On 05/30/2014 12:53 AM, John Lumby wrote:
Date: Thu, 29 May 2014 18:00:28 -0300
Subject: Re: [HACKERS] Extended Prefetching using Asynchronous IO - proposal
and patch
From: klaussfre...@gmail.com
To: hlinnakan...@vmware.com
CC: johnlu...@hotmail.com; pgsql-hackers@postgresql.org
On Thu, May 29, 2014 at 5:39 PM, Heikki Linnakangas
<hlinnakan...@vmware.com> wrote:
On 05/29/2014 11:34 PM, Claudio Freire wrote:
On Thu, May 29, 2014 at 5:23 PM, Heikki Linnakangas
<hlinnakan...@vmware.com> wrote:
On 05/29/2014 04:12 PM, John Lumby wrote:
On 05/28/2014 11:52 PM, John Lumby wrote:
The patch seems to assume that you can put the aiocb struct in shared
memory, initiate an asynchronous I/O request from one process, and wait
for its completion from another process. I'm pretty surprised if that
works on any platform.
It works on linux. Actually this ability allows the asyncio
implementation to
reduce complexity in one respect (yes I know it looks complex enough) :
it makes waiting for completion of an in-progress IO simpler than for
the existing synchronous IO case,. since librt takes care of the
waiting.
specifically, no need for extra wait-for-io control blocks
such as in bufmgr's WaitIO()
[checks]. No, it doesn't work. See attached test program.
Thanks for checking and thanks for coming up with that test program.
However, yes, it really does work -- always (on linux).
Your test program is doing things in the wrong order -
it calls aio_suspend *before* aio_error.
However, the rule is, call aio_suspend *after* aio_error
and *only* if aio_error returns EINPROGRESS.
I see no such a rule in the man pages of any of the functions involved.
And it wouldn't matter anyway; the behavior is exactly the same if you
aio_error() first.
See the code changes to fd.c function FileCompleteaio()
to see how we have done it. And I am attaching corrected version
of your test program which runs just fine.
As Claudio mentioned earlier, the way FileCompleteaio() uses aio_suspend
is just a complicated way of polling. You might as well replace the
aio_suspend() calls with pg_usleep().
It kinda seems to work sometimes, because of the way it's implemented in
glibc. The aiocb struct has a field for the result value and errno, and
when
the I/O is finished, the worker thread fills them in. aio_error() and
aio_return() just return the values of those fields, so calling
aio_error()
or aio_return() do in fact happen to work from a different process.
aio_suspend(), however, is implemented by sleeping on a process-local
mutex,
which does not work from a different process.
Even if it worked on Linux today, it would be a bad idea to rely on it
from
a portability point of view. No, the only sane way to make this work is
that
the process that initiates an I/O request is responsible for completing
it.
If another process needs to wait for an async I/O to complete, we must
use
some other means to do the waiting. Like the io_in_progress_lock that we
already have, for the same purpose.
But calls to it are timeouted by 10us, effectively turning the thing
into polling mode.
We don't want polling... And even if we did, calling aio_suspend() in a way
that's known to be broken, in a loop, is a pretty crappy way of polling.
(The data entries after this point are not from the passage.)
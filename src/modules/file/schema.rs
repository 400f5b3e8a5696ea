use chrono::{DateTime, Utc};
use serde::{Deserialize, Serialize};
use sqlx::prelude::FromRow;
use uuid::Uuid;
use validator::Validate;

use crate::modules::content::ContentHandle;

/// File metadata entity from the record store
#[derive(Debug, Clone, PartialEq, FromRow)]
pub struct FileEntity {
    pub id: Uuid,
    pub code: String,
    pub extension: String,
    pub original_name: String,
    pub content_type: String,
    pub content_handle: ContentHandle,
    pub size: i64,
    pub uploaded_at: DateTime<Utc>,
}

#[derive(Debug, Serialize, Deserialize)]
pub struct FileUploadResponse {
    pub file_id: Uuid,
    pub code: String,
    pub extension: String,
    pub url: String,
    pub delete_url: String,
    pub size: i64,
    #[serde(rename = "type")]
    pub content_type: String,
    pub expires_at: DateTime<Utc>,
}

/// Public view of a record; never carries content bytes.
#[derive(Debug, Clone, Serialize, Deserialize)]
pub struct FileInfo {
    pub file_id: Uuid,
    pub code: String,
    pub original_name: String,
    pub url: String,
    pub delete_url: String,
    pub size: i64,
    #[serde(rename = "type")]
    pub content_type: String,
    pub uploaded_at: DateTime<Utc>,
    pub expires_at: DateTime<Utc>,
    pub expires_in_seconds: i64,
}

#[derive(Debug, Serialize, Deserialize)]
pub struct FileListResponse {
    pub count: usize,
    pub files: Vec<FileInfo>,
    pub next_cursor: Option<DateTime<Utc>>,
}

#[derive(Debug, Clone, Default, Deserialize, Validate)]
pub struct ListQuery {
    #[validate(range(min = 1, max = 1000, message = "limit must be between 1 and 1000"))]
    pub limit: Option<i64>,
    /// Only records uploaded strictly before this instant.
    pub before: Option<DateTime<Utc>>,
}
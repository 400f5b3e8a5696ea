use actix_web::{get, http::StatusCode, web, HttpResponse};

use crate::modules::status::service::{HealthState, StatusService};

#[get("/")]
pub async fn home(status: web::Data<StatusService>) -> HttpResponse {
    HttpResponse::Ok().json(status.descriptor())
}

/// 500 when storage is not configured, 503 when it is configured but unreachable.
#[get("/health")]
pub async fn health(status: web::Data<StatusService>) -> HttpResponse {
    let (state, report) = status.health().await;
    let code = match state {
        HealthState::Healthy => StatusCode::OK,
        HealthState::NotConfigured => StatusCode::INTERNAL_SERVER_ERROR,
        HealthState::Unreachable => StatusCode::SERVICE_UNAVAILABLE,
    };
    HttpResponse::build(code).json(report)
}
Well, as mentioned earlier, it is not broken. Whether it is efficient I
am not sure.
I have looked at the mutex in aio_suspend that you mentioned and I am not
quite convinced that, if caller is not the original aio_read process,
it renders the suspend() into an instant timeout. I will see if I can
verify that.
I don't see the point of pursuing this design further. Surely we don't
want to use polling here, and you're relying on undefined behavior
anyway. I'm pretty sure aio_return/aio_error won't work from a different
process on all platforms, even if it happens to work on Linux. Even on
Linux, it might stop working if the underlying implementation changes
from the glibc pthread emulation to something kernel-based.